Yarı ışıklı bir odada yatağının üzerine oturmuş genç şarkıcı, gitarı ile bir şarkıya başlıyor. Devamında solist, 1970 yıllara ait bir Mercedes taksinin direksiyonunda İstanbul’un sokaklarında turluyor, üzerinde taba rengi düğmeli bir deri mont ile de barlara, yaşıtlarının devam ettiği eğlence mekânlara uğruyor. Bazen de yaya olarak İstanbul’un işlek bir caddesinde elleri cebinde ve yalnız turluyor. Arada sarı bir Mercedes ticari taksi ile de geçişiyorlar. Caddenin üzerindeki lüks mağazaların isimleri belli belirsiz geçiyor ama en okunaklısı Hermes oluyor. Sanırım bu iki marka, Paramparça klibinin de sponsoru. Klipteki genç, hüzünlü olduğu kadar büyümenin kendine yüklediği ağırlığı da taşımaya kararlı gibi gözüküyordu. Pop şarkıcısı Teoman’ı, ilk kez sözü ve müziği kendisine ait ‘Paramparça’yı dinlediğimde fark ettim. Daha önce de ismini duymama rağmen söylediği müzik türüne, yaşım gereği pek ilgi duymamıştım. Şarkının sözleri beni hayli etkilemiş aynı zamanda üzerinde düşünmeme de fırsat tanımıştı. Çünkü şarkının en vurucu dizesi olan "Bugün benim doğum günüm, hem sarhoşum, hem yastayım, bir bar taburesi üstünde, babamın öldüğü yaştayım..."feryadı, içinde, her çocuğun atlaması gereken bir eşiği atladığı halde, o anın burukluğunun bu ölçüde derin olmasına duyulan şaşkınlık ve acıyı da hatırlatıyordu.

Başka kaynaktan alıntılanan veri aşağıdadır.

//! Calls across the trust boundary: the token interface, the staking
//! service, its redemption swap pool, and the lending pool. Everything here
//! goes through `try_invoke_contract` so a reverting counterparty surfaces
//! as `ExternalCallFailure` instead of trapping the vault.

use soroban_sdk::{symbol_short, vec, Address, Env, IntoVal, InvokeError, Val, Vec};

use crate::types::VaultError;

/// Transfer `amount` of `token` from the vault to `to`.
pub fn transfer(env: &Env, token: &Address, to: &Address, amount: i128) -> Result<(), VaultError> {
    let args: Vec<Val> = vec![
        env,
        env.current_contract_address().into_val(env),
        to.into_val(env),
        amount.into_val(env),
    ];
    let res = env.try_invoke_contract::<(), InvokeError>(token, &symbol_short!("transfer"), args);
    if res.is_err() {
        return Err(VaultError::ExternalCallFailure);
    }
    Ok(())
}

/// Transfer `amount` of `token` from `from` into the vault. The depositor
/// has authorized the sub-invocation by signing the top-level call.
pub fn transfer_in(
    env: &Env,
    token: &Address,
    from: &Address,
    amount: i128,
) -> Result<(), VaultError> {
    let args: Vec<Val> = vec![
        env,
        from.into_val(env),
        env.current_contract_address().into_val(env),
        amount.into_val(env),
    ];
    let res = env.try_invoke_contract::<(), InvokeError>(token, &symbol_short!("transfer"), args);
    if res.is_err() {
        return Err(VaultError::ExternalCallFailure);
    }
    Ok(())
}

/// Best-effort transfer used for the yield fee. Returns whether it landed;
/// a refusing treasury must not block distribution.
pub fn try_transfer(env: &Env, token: &Address, to: &Address, amount: i128) -> bool {
    let args: Vec<Val> = vec![
        env,
        env.current_contract_address().into_val(env),
        to.into_val(env),
        amount.into_val(env),
    ];
    env.try_invoke_contract::<(), InvokeError>(token, &symbol_short!("transfer"), args)
        .is_ok()
}

/// Submit already-transferred native to the staking service; the rebasing
/// receipt is credited to `to`.
pub fn stake_submit(
    env: &Env,
    service: &Address,
    to: &Address,
    amount: i128,
) -> Result<(), VaultError> {
    let args: Vec<Val> = vec![env, to.into_val(env), amount.into_val(env)];
    let res = env.try_invoke_contract::<(), InvokeError>(service, &symbol_short!("submit"), args);
    if res.is_err() {
        return Err(VaultError::ExternalCallFailure);
    }
    Ok(())
}

/// Swap already-transferred input through the pool; output is sent to `to`.
/// Returns the amount received.
pub fn swap_exchange(
    env: &Env,
    pool: &Address,
    to: &Address,
    in_index: u32,
    out_index: u32,
    amount_in: i128,
    min_out: i128,
) -> Result<i128, VaultError> {
    let args: Vec<Val> = vec![
        env,
        to.into_val(env),
        in_index.into_val(env),
        out_index.into_val(env),
        amount_in.into_val(env),
        min_out.into_val(env),
    ];
    match env.try_invoke_contract::<i128, InvokeError>(pool, &symbol_short!("exchange"), args) {
        Ok(Ok(received)) => Ok(received),
        _ => Err(VaultError::ExternalCallFailure),
    }
}

/// Supply already-transferred `asset` to the lending pool on behalf of `to`.
pub fn pool_supply(
    env: &Env,
    pool: &Address,
    asset: &Address,
    amount: i128,
    to: &Address,
) -> Result<(), VaultError> {
    let args: Vec<Val> = vec![
        env,
        asset.into_val(env),
        amount.into_val(env),
        to.into_val(env),
    ];
    let res = env.try_invoke_contract::<(), InvokeError>(pool, &symbol_short!("supply"), args);
    if res.is_err() {
        return Err(VaultError::ExternalCallFailure);
    }
    Ok(())
}

/// Redeem already-transferred receipt tokens for `asset`; underlying is sent
/// to `to`. Returns the amount actually withdrawn.
pub fn pool_withdraw(
    env: &Env,
    pool: &Address,
    asset: &Address,
    amount: i128,
    to: &Address,
) -> Result<i128, VaultError> {
    let args: Vec<Val> = vec![
        env,
        asset.into_val(env),
        amount.into_val(env),
        to.into_val(env),
    ];
    match env.try_invoke_contract::<i128, InvokeError>(pool, &symbol_short!("withdraw"), args) {
        Ok(Ok(received)) => Ok(received),
        _ => Err(VaultError::ExternalCallFailure),
    }
}

/// Ask the lending pool for the interest-bearing receipt token of `asset`.
pub fn pool_receipt(env: &Env, pool: &Address, asset: &Address) -> Result<Address, VaultError> {
    let args: Vec<Val> = vec![env, asset.into_val(env)];
    match env.try_invoke_contract::<Address, InvokeError>(pool, &symbol_short!("receipt"), args) {
        Ok(Ok(receipt)) => Ok(receipt),
        _ => Err(VaultError::ExternalCallFailure),
    }
}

Aynı sesin değişik bir tonunu, on yıl önce vefat eden kardeşim Arkan’ın ağzından da işitmiş olduğumu içim burkularak anımsadım. Kardeşim 45 yaşında vefat etti. Vefatından bir yıl önce, kalp rahatsızlığı için kontrole gittiğimiz bir hastanede, babamızın 48 yaşında vefat etmesi gerçeğine vurgu yaparak bana: ‘bakalım o yaşı geçebilecek miyim abi?” Demişti. Ben ise ona moral vermek adına “tabii ki geçeceksin, takma kafanı, demiştim.” Ama onun dediği oldu. Bir yıl sonra, kırk altı yaşına girdikten bir gün sonra, Ankara Hacettepe’de gözlerini bu dünyaya yumdu. Demek ki babasının ölüm tarihini geçme duygusu her çocuğun zihnimde çengelli bir soru gibi asılıymış.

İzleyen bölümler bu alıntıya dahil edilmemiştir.